А вот я вижу вдали, на горе, среди нагромождений скал, что-то белое — такую же огромную скалу, как и соседние, но только белую и, если присмотреться, весьма похожую на знакомую усатую голову… Да, это была она — высеченная из цельной скалы гора-голова Сталина, которую выкрасили в белый цвет.

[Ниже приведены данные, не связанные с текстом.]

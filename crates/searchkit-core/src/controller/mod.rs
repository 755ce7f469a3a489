//! Reload controller: event wiring, partial reloads and re-mounting.
//!
//! The controller owns the page tree. A reload happens in two halves so the
//! caller decides how the fetch is performed:
//!
//! 1. [`ReloadController::dispatch`] (or [`ReloadController::trigger`])
//!    serializes the form and returns a [`ReloadRequest`].
//! 2. [`ReloadController::complete`] takes the response for that request and
//!    swaps it in, or leaves the tree untouched on failure.
//!
//! Every request carries a sequence number. Only the most recently issued
//! request is applied; earlier responses are dropped when they arrive, in
//! whatever order that is.

mod event;

use std::fmt;

pub use event::{ReloadOutcome, ReloadReason, ReloadRequest, ReloadState, ReloadedEvent, UiEvent};

use crate::client::RenderClient;
use crate::config::SyncConfig;
use crate::dom::{self, Element, ElementPath};
use crate::error::{Result, SyncError};
use crate::heading::HeadingSynthesizer;
use crate::registry::RowRegistry;
use crate::row::{self, HEADING_TAG, LOGICAL_OPERATOR_FIELD, Row, RowIdentity};
use crate::snapshot::FormSnapshot;

/// Suffix of the formset management input holding the row count.
const TOTAL_FORMS_SUFFIX: &str = "TOTAL_FORMS";

type Listener = Box<dyn FnMut(&ReloadedEvent)>;

/// Drives one searchkit formset embedded in a page.
pub struct ReloadController {
    base_config: SyncConfig,
    config: SyncConfig,
    page: Element,
    registry: RowRegistry,
    synthesizer: HeadingSynthesizer,
    state: ReloadState,
    sequence: u64,
    /// `TOTAL_FORMS` value from before the outstanding requests changed it.
    total_forms_restore: Option<String>,
    listeners: Vec<Listener>,
}

impl fmt::Debug for ReloadController {
    fn fmt(&self, f: &mut fmt::Formatter<'_>) -> fmt::Result {
        f.debug_struct("ReloadController")
            .field("config", &self.config)
            .field("registry", &self.registry)
            .field("state", &self.state)
            .field("sequence", &self.sequence)
            .field("listeners", &self.listeners.len())
            .finish_non_exhaustive()
    }
}
//! Configuration for formset synchronization.

use std::path::Path;

use serde::{Deserialize, Serialize};

use crate::dom::Element;
use crate::error::{Result, SyncError};

/// Markup conventions and heading options for one formset.
///
/// Every field has a default matching the searchkit admin templates, so an
/// empty TOML file is a valid configuration.
#[derive(Debug, Clone, PartialEq, Eq, Serialize, Deserialize)]
#[serde(default)]
pub struct SyncConfig {
    /// Id of the formset element replaced on every reload.
    pub formset_id: String,

    /// Class shared by every row fieldset.
    pub row_class: String,

    /// Class marking logic-group rows.
    pub logic_class: String,

    /// Class marking filter-rule rows.
    pub rule_class: String,

    /// Class of validation error lists stripped from reload responses.
    pub error_class: String,

    /// Render endpoint used when the formset root does not declare
    /// `data-url`.
    #[serde(skip_serializing_if = "Option::is_none")]
    pub render_url: Option<String>,

    /// Reload trigger class used when the formset root does not declare
    /// `data-reload-css-class`.
    pub reload_class: String,

    /// Event type a trigger reacts to when it has no `data-reload-handler`.
    pub default_reload_handler: String,

    /// Marker shown in headings for unset values.
    pub placeholder: String,

    /// Quote single operands in filter-rule headings.
    pub quote_operands: bool,

    /// Operator value whose two operands are joined as a range.
    pub range_operator: String,

    /// Name of a hidden input persisting open row ids across page loads.
    #[serde(skip_serializing_if = "Option::is_none")]
    pub open_state_field: Option<String>,

    /// Render request timeout in seconds.
    pub request_timeout_secs: u64,
}

impl Default for SyncConfig {
    fn default() -> Self {
        Self {
            formset_id: "searchkit_formset".to_string(),
            row_class: "searchkit".to_string(),
            logic_class: "filter-logic".to_string(),
            rule_class: "filter-rule".to_string(),
            error_class: "errorlist".to_string(),
            render_url: None,
            reload_class: "searchkit-reload".to_string(),
            default_reload_handler: "change".to_string(),
            placeholder: "???".to_string(),
            quote_operands: false,
            range_operator: "range".to_string(),
            open_state_field: None,
            request_timeout_secs: 30,
        }
    }
}

impl SyncConfig {
    /// Load a configuration from a TOML file.
    ///
    /// # Errors
    ///
    /// Returns [`SyncError::Io`] if the file cannot be read and
    /// [`SyncError::Config`] if it is not valid TOML.
    pub fn load(path: &Path) -> Result<Self> {
        let contents = std::fs::read_to_string(path).map_err(|source| SyncError::Io {
            path: path.to_path_buf(),
            source,
        })?;
        let config = toml::from_str(&contents).map_err(|source| SyncError::Config {
            path: path.to_path_buf(),
            source,
        })?;
        tracing::debug!(path = %path.display(), "loaded sync config");
        Ok(config)
    }

    /// Merge the `data-url` and `data-reload-css-class` attributes of a
    /// rendered formset root. Non-empty attributes win over configured values.
    #[must_use]
    pub fn with_formset_attrs(mut self, formset: &Element) -> Self {
        if let Some(url) = formset.attr("data-url").filter(|v| !v.is_empty()) {
            self.render_url = Some(url.to_string());
        }
        if let Some(class) = formset
            .attr("data-reload-css-class")
            .filter(|v| !v.is_empty())
        {
            self.reload_class = class.to_string();
        }
        self
    }

    /// Set the name of the hidden open-state input.
    #[must_use]
    pub fn with_open_state_field(mut self, name: impl Into<String>) -> Self {
        self.open_state_field = Some(name.into());
        self
    }

    /// Enable or disable quoting of single operands.
    #[must_use]
    pub fn with_quoted_operands(mut self, enable: bool) -> Self {
        self.quote_operands = enable;
        self
    }
}
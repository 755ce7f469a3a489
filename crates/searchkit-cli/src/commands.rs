use std::path::Path;

use anyhow::{Context, Result};
use tracing::{info, info_span};

use searchkit_cli::session::{
    FragmentDirClient, SessionResult, load_config, mount_page, row_reports, run_events,
    write_page,
};
use searchkit_core::{HttpRenderClient, RenderClient, SyncConfig};

use crate::cli::{InspectArgs, ReloadArgs, ReplayArgs, SessionArgs};
use crate::summary::{print_rows, print_session};

pub fn run_inspect(args: &InspectArgs, config: Option<&Path>) -> Result<()> {
    let config = load_config(config)?;
    let controller = mount_page(&args.page, config)?;
    let rows = row_reports(&controller)?;
    if args.json {
        println!("{}", serde_json::to_string_pretty(&rows)?);
    } else {
        print_rows(&rows);
    }
    Ok(())
}

pub fn run_replay(args: &ReplayArgs, config: Option<&Path>) -> Result<SessionResult> {
    let config = load_config(config)?;
    let client = FragmentDirClient::new(args.responses.clone());
    run_session(&args.session, config, &client)
}

pub fn run_reload(args: &ReloadArgs, config: Option<&Path>) -> Result<SessionResult> {
    let sync_config = load_config(config)?;
    let client = HttpRenderClient::from_config(&args.base_url, &sync_config)
        .with_context(|| format!("create render client for {}", args.base_url))?;
    run_session(&args.session, sync_config, &client)
}

fn run_session(
    args: &SessionArgs,
    config: SyncConfig,
    client: &dyn RenderClient,
) -> Result<SessionResult> {
    let span = info_span!("session", page = %args.page.display());
    let _guard = span.enter();

    let mut controller = mount_page(&args.page, config)?;
    let result = run_events(&mut controller, &args.events, client)?;
    info!(
        events = result.steps.len(),
        rows = result.rows.len(),
        "session complete"
    );

    if let Some(path) = &args.output {
        write_page(&controller, path)?;
    }
    if args.json {
        println!("{}", serde_json::to_string_pretty(&result)?);
    } else {
        print_session(&result);
    }
    Ok(result)
}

Люди, едущие в поездах транссибирской магистрали, должны были видеть ее издали… А сделали ее какие-то заключенные из местных концлагерей. Наверное, творческий замысел возник у одного из них, потом был обсужден с начальством, и оно санкционировало создание этого поистине древнеегипетского монумента. Почему я думаю, что мысль о сотворении колосса пришла в голову заключенному, а не какому-нибудь верноподданническому чиновнику из лагерного начальства? Конечно, я могу и ошибиться, всяко могло быть, но дело в том, что желание непомерно возвеличить образ своего пахана, фараона, императора появляется прежде всего в рабском сознании. Сам император, величественный фараон или вождь народов вряд ли стали бы мелочно интересоваться, сколько метров в высоту займет их изображение. Лукавое чувство торжества и восторга при мысли, что будет создан скульптурный бюст царственного фараона с гору величиной, должно родиться в душе истинного раба. Не будем ее называть низкой за то, что, несмотря на все мучения, страхи и унижения, которым подвергает хозяин своего раба, тот таит в себе некий немой и ужасный восторг перед образом всемогущего пахана. И порой, захлебываясь собственной кровью, которую пускали ему из носа слуги и палачи тирана, иной заключенный оказывался способным любить его и даже умереть, выкликивая при расстреле имя усатого фараона.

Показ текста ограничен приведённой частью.